/// Value → record-set mapping for one attribute.
///
/// Records with an empty value go to the [`null`](Self::null) set; records
/// with any non-empty value are also tracked in [`not_null`](Self::not_null).
/// Membership changes ([`add`](Self::add) / [`remove`](Self::remove) of a
/// non-empty value) are serialized per dictionary so that a record is in
/// `not_null` exactly when it carries at least one value.
///
/// # Example
///
/// ```
/// use std::sync::Arc;
/// use sievedb_core::{BitsetArena, IndexConfig, ValueDictionary};
///
/// let arena = Arc::new(BitsetArena::with_capacity(64));
/// let dict = ValueDictionary::new(arena, &IndexConfig::default());
///
/// let red = dict.add("red", 10).unwrap().unwrap();
/// dict.add("red", 11).unwrap();
/// assert_eq!(dict.add("", 12).unwrap(), None);
///
/// let reds = dict.get_bitset(red).unwrap();
/// assert!(reds.contains(10) && reds.contains(11));
/// assert!(dict.null().contains(12));
/// assert!(!dict.not_null().contains(12));
/// ```
pub struct ValueDictionary {
    arena: Arc<BitsetArena>,
    policy: GrowthPolicy,
    values: RwLock<Values>,
    // Number of values each record carries.
    carried: Mutex<HashMap<Uid, u32>>,
    null: HierarchicalBitset,
    not_null: HierarchicalBitset,
}

impl ValueDictionary {
    /// Creates an empty dictionary whose bitsets live in `arena`.
    pub fn new(arena: Arc<BitsetArena>, config: &IndexConfig) -> Self {
        let policy = GrowthPolicy::from(config);
        Self {
            null: HierarchicalBitset::with_policy(arena.clone(), policy),
            not_null: HierarchicalBitset::with_policy(arena.clone(), policy),
            values: RwLock::new(Values {
                table: StringTable::with_slots(config.dictionary_initial_slots),
                bitsets: Vec::new(),
            }),
            carried: Mutex::new(HashMap::new()),
            arena,
            policy,
        }
    }

    /// Number of distinct non-empty values.
    pub fn len(&self) -> usize {
        self.values.read().table.len()
    }

    /// Returns true if no value was inserted.
    pub fn is_empty(&self) -> bool {
        self.len() == 0
    }

    /// Interns `value`, creating its (empty) bitset on first sight.
    pub fn insert(&self, value: &str) -> Result<(ValueId, bool)> {
        Ok(self.entry(value)?.0)
    }

    fn entry(&self, value: &str) -> Result<((ValueId, bool), Arc<HierarchicalBitset>)> {
        if let Some(id) = self.find(value) {
            if let Some(bitset) = self.get_bitset(id) {
                return Ok(((id, false), bitset));
            }
        }

        let mut values = self.values.write();
        let (id, created) = values.table.insert(value)?;
        if created {
            values.bitsets.push(Arc::new(HierarchicalBitset::with_policy(
                self.arena.clone(),
                self.policy,
            )));
        }
        let bitset = values.bitsets[id.index()].clone();
        Ok(((id, created), bitset))
    }

    /// Looks up a value.
    pub fn find(&self, value: &str) -> Option<ValueId> {
        self.values.read().table.find(value)
    }

    /// Bitset of records carrying `id`.
    pub fn get_bitset(&self, id: ValueId) -> Option<Arc<HierarchicalBitset>> {
        self.values.read().bitsets.get(id.index()).cloned()
    }

    /// The string behind `id`.
    pub fn value(&self, id: ValueId) -> Option<String> {
        self.values.read().table.get(id).map(str::to_owned)
    }

    /// Records `uid` as carrying `value`. An empty value marks the record
    /// null and returns `Ok(None)`.
    ///
    /// # Errors
    ///
    /// [`Error::UidOutOfRange`] or [`Error::ValueTooLong`] before anything is
    /// changed; [`Error::ArenaExhausted`] if a bitset cannot grow, in which
    /// case neither the value set nor `not_null` gains the record.
    pub fn add(&self, value: &str, uid: Uid) -> Result<Option<ValueId>> {
        check_uid(uid)?;
        if value.is_empty() {
            self.null.set(uid)?;
            return Ok(None);
        }
        let ((id, _), bitset) = self.entry(value)?;

        let mut carried = self.carried.lock();
        if bitset.contains(uid) {
            return Ok(Some(id));
        }
        let first = !carried.contains_key(&uid);
        if first {
            self.not_null.set(uid)?;
        }
        if let Err(e) = bitset.set(uid) {
            if first {
                self.unset_not_null(uid);
            }
            return Err(e);
        }
        *carried.entry(uid).or_insert(0) += 1;
        Ok(Some(id))
    }

    fn unset_not_null(&self, uid: Uid) {
        if let Err(e) = self.not_null.unset(uid) {
            tracing::warn!(uid, error = %e, "failed to roll back not_null");
        }
    }

    /// Undoes [`add`](Self::add). `None` means the null set.
    ///
    /// The record leaves `not_null` once it carries no value at all.
    pub fn remove(&self, id: Option<ValueId>, uid: Uid) -> Result<()> {
        check_uid(uid)?;
        let Some(id) = id else {
            return self.null.unset(uid);
        };
        let Some(bitset) = self.get_bitset(id) else {
            return Ok(());
        };

        let mut carried = self.carried.lock();
        if !bitset.contains(uid) {
            return Ok(());
        }
        bitset.unset(uid)?;
        match carried.get_mut(&uid) {
            Some(n) if *n > 1 => *n -= 1,
            _ => {
                carried.remove(&uid);
                self.not_null.unset(uid)?;
            }
        }
        Ok(())
    }

    /// Records whose value is empty.
    #[inline]
    pub fn null(&self) -> &HierarchicalBitset {
        &self.null
    }

    /// Records with at least one non-empty value.
    #[inline]
    pub fn not_null(&self) -> &HierarchicalBitset {
        &self.not_null
    }

    /// Snapshot of all `(id, value)` pairs, in id order.
    pub fn values(&self) -> Vec<(ValueId, String)> {
        self.values
            .read()
            .table
            .iter()
            .map(|(id, v)| (id, v.to_owned()))
            .collect()
    }
}

impl fmt::Debug for ValueDictionary {
    fn fmt(&self, f: &mut fmt::Formatter<'_>) -> fmt::Result {
        f.debug_struct("ValueDictionary")
            .field("values", &self.len())
            .field("null", &self.null.len())
            .field("not_null", &self.not_null.len())
            .finish()
    }
}

struct Claims {
    table: StringTable,
    owners: Vec<Option<Uid>>,
}

/// Values that belong to at most one record, such as e-mail addresses.
///
/// # Example
///
/// ```
/// use sievedb_core::{ClaimTable, Error};
///
/// let claims = ClaimTable::new();
/// let id = claims.claim("ann@example.com", 1).unwrap();
/// assert!(matches!(
///     claims.claim("ann@example.com", 2),
///     Err(Error::AlreadyClaimed { owner: 1, .. })
/// ));
///
/// claims.release(id, 1);
/// claims.claim("ann@example.com", 2).unwrap();
/// assert_eq!(claims.owner("ann@example.com"), Some(2));
/// ```
pub struct ClaimTable {
    inner: Mutex<Claims>,
}

impl Default for ClaimTable {
    fn default() -> Self {
        Self::with_slots(DEFAULT_SLOTS)
    }
}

------------

Search the material for the string "Some" and return each line that has it.

        if let Some(id) = self.find(value) {
            if let Some(bitset) = self.get_bitset(id) {
            return Ok(Some(id));
        Ok(Some(id))
        let Some(id) = id else {
        let Some(bitset) = self.get_bitset(id) else {
            Some(n) if *n > 1 => *n -= 1,
/// assert_eq!(claims.owner("ann@example.com"), Some(2));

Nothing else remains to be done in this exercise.